//! User and user settings.

use serde::{Deserialize, Serialize};

use super::ids::{UserId, WorkflowId, WorkspaceId};

#[derive(Debug, Clone, PartialEq, Serialize, Deserialize)]
pub struct User {
    pub id: UserId,
    #[serde(default)]
    pub email: Option<String>,
    #[serde(default)]
    pub name: Option<String>,
}

/// Server-persisted user settings.
///
/// `workspace_id` / `workflow_id` double as the client's navigation state:
/// hydration may seed them, a broadcast never touches them
/// (see [`UserSettings::merge_broadcast`]).
#[derive(Debug, Clone, Default, PartialEq, Serialize, Deserialize)]
pub struct UserSettings {
    #[serde(default)]
    pub workspace_id: Option<WorkspaceId>,
    #[serde(default)]
    pub workflow_id: Option<WorkflowId>,
    #[serde(default)]
    pub repository_ids: Vec<String>,
    #[serde(default)]
    pub preferred_shell: Option<String>,
    #[serde(default)]
    pub default_editor_id: Option<String>,
    #[serde(default)]
    pub chat_submit_key: Option<String>,
    #[serde(default)]
    pub enable_preview_on_click: bool,
    #[serde(default)]
    pub show_release_notes: bool,
}

/// A partial settings document. Absent fields mean "unchanged".
#[derive(Debug, Clone, Default, PartialEq, Serialize, Deserialize)]
pub struct UserSettingsPatch {
    #[serde(default)]
    pub workspace_id: Option<WorkspaceId>,
    #[serde(default)]
    pub workflow_id: Option<WorkflowId>,
    #[serde(default)]
    pub repository_ids: Option<Vec<String>>,
    #[serde(default)]
    pub preferred_shell: Option<String>,
    #[serde(default)]
    pub default_editor_id: Option<String>,
    #[serde(default)]
    pub chat_submit_key: Option<String>,
    #[serde(default)]
    pub enable_preview_on_click: Option<bool>,
    #[serde(default)]
    pub show_release_notes: Option<bool>,
}

impl UserSettings {
    /// Merge a hydrated snapshot's settings.
    ///
    /// Navigation fields are only seeded when the client has none yet; an
    /// already selected workspace/workflow is never replaced.
    pub fn merge_snapshot(&mut self, mut patch: UserSettingsPatch) {
        if self.workspace_id.is_none() {
            self.workspace_id = patch.workspace_id.take();
        }
        if self.workflow_id.is_none() {
            self.workflow_id = patch.workflow_id.take();
        }
        self.merge_broadcast(patch);
    }

    /// Merge a `user.settings.updated` broadcast. Its navigation fields are
    /// ignored, including when the client has no selection.
    pub fn merge_broadcast(&mut self, patch: UserSettingsPatch) {
        let UserSettingsPatch {
            repository_ids,
            preferred_shell,
            default_editor_id,
            chat_submit_key,
            enable_preview_on_click,
            show_release_notes,
            ..
        } = patch;
        if let Some(ids) = repository_ids {
            self.repository_ids = ids;
        }
        if let Some(shell) = preferred_shell {
            self.preferred_shell = Some(shell);
        }
        if let Some(editor) = default_editor_id {
            self.default_editor_id = Some(editor);
        }
        if let Some(key) = chat_submit_key {
            self.chat_submit_key = Some(key);
        }
        if let Some(flag) = enable_preview_on_click {
            self.enable_preview_on_click = flag;
        }
        if let Some(flag) = show_release_notes {
            self.show_release_notes = flag;
        }
    }
}

#[cfg(test)]
mod tests {
    use super::*;

    #[test]
    fn broadcast_keeps_selected_navigation() {
        let mut settings = UserSettings {
            workspace_id: Some(WorkspaceId::new("ws-active")),
            workflow_id: Some(WorkflowId::new("wf-active")),
            ..UserSettings::default()
        };

        settings.merge_broadcast(UserSettingsPatch {
            workspace_id: Some(WorkspaceId::new("ws-stale")),
            workflow_id: Some(WorkflowId::new("wf-stale")),
            preferred_shell: Some("zsh".to_string()),
            ..UserSettingsPatch::default()
        });

        assert_eq!(settings.workspace_id, Some(WorkspaceId::new("ws-active")));
        assert_eq!(settings.workflow_id, Some(WorkflowId::new("wf-active")));
        assert_eq!(settings.preferred_shell.as_deref(), Some("zsh"));
    }

    #[test]
    fn broadcast_never_selects_navigation() {
        let mut settings = UserSettings::default();
        settings.merge_broadcast(UserSettingsPatch {
            workspace_id: Some(WorkspaceId::new("ws-stale")),
            workflow_id: Some(WorkflowId::new("wf-stale")),
            ..UserSettingsPatch::default()
        });
        assert_eq!(settings.workspace_id, None);
        assert_eq!(settings.workflow_id, None);
    }

    #[test]
    fn snapshot_seeds_empty_navigation_only() {
        let mut settings = UserSettings {
            workflow_id: Some(WorkflowId::new("wf-active")),
            ..UserSettings::default()
        };
        settings.merge_snapshot(UserSettingsPatch {
            workspace_id: Some(WorkspaceId::new("ws-1")),
            workflow_id: Some(WorkflowId::new("wf-stale")),
            chat_submit_key: Some("enter".to_string()),
            ..UserSettingsPatch::default()
        });
        assert_eq!(settings.workspace_id, Some(WorkspaceId::new("ws-1")));
        assert_eq!(settings.workflow_id, Some(WorkflowId::new("wf-active")));
        assert_eq!(settings.chat_submit_key.as_deref(), Some("enter"));
    }

    #[test]
    fn absent_fields_are_unchanged() {
        let mut settings = UserSettings {
            repository_ids: vec!["r1".to_string()],
            enable_preview_on_click: true,
            ..UserSettings::default()
        };
        settings.merge_broadcast(UserSettingsPatch::default());
        assert_eq!(settings.repository_ids, vec!["r1".to_string()]);
        assert!(settings.enable_preview_on_click);
    }
}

### THE TASK
List the lines of the entries that include "Deserialize".

### RESPONSE AREA
use serde::{Deserialize, Serialize};
#[derive(Debug, Clone, PartialEq, Serialize, Deserialize)]
#[derive(Debug, Clone, Default, PartialEq, Serialize, Deserialize)]
#[derive(Debug, Clone, Default, PartialEq, Serialize, Deserialize)]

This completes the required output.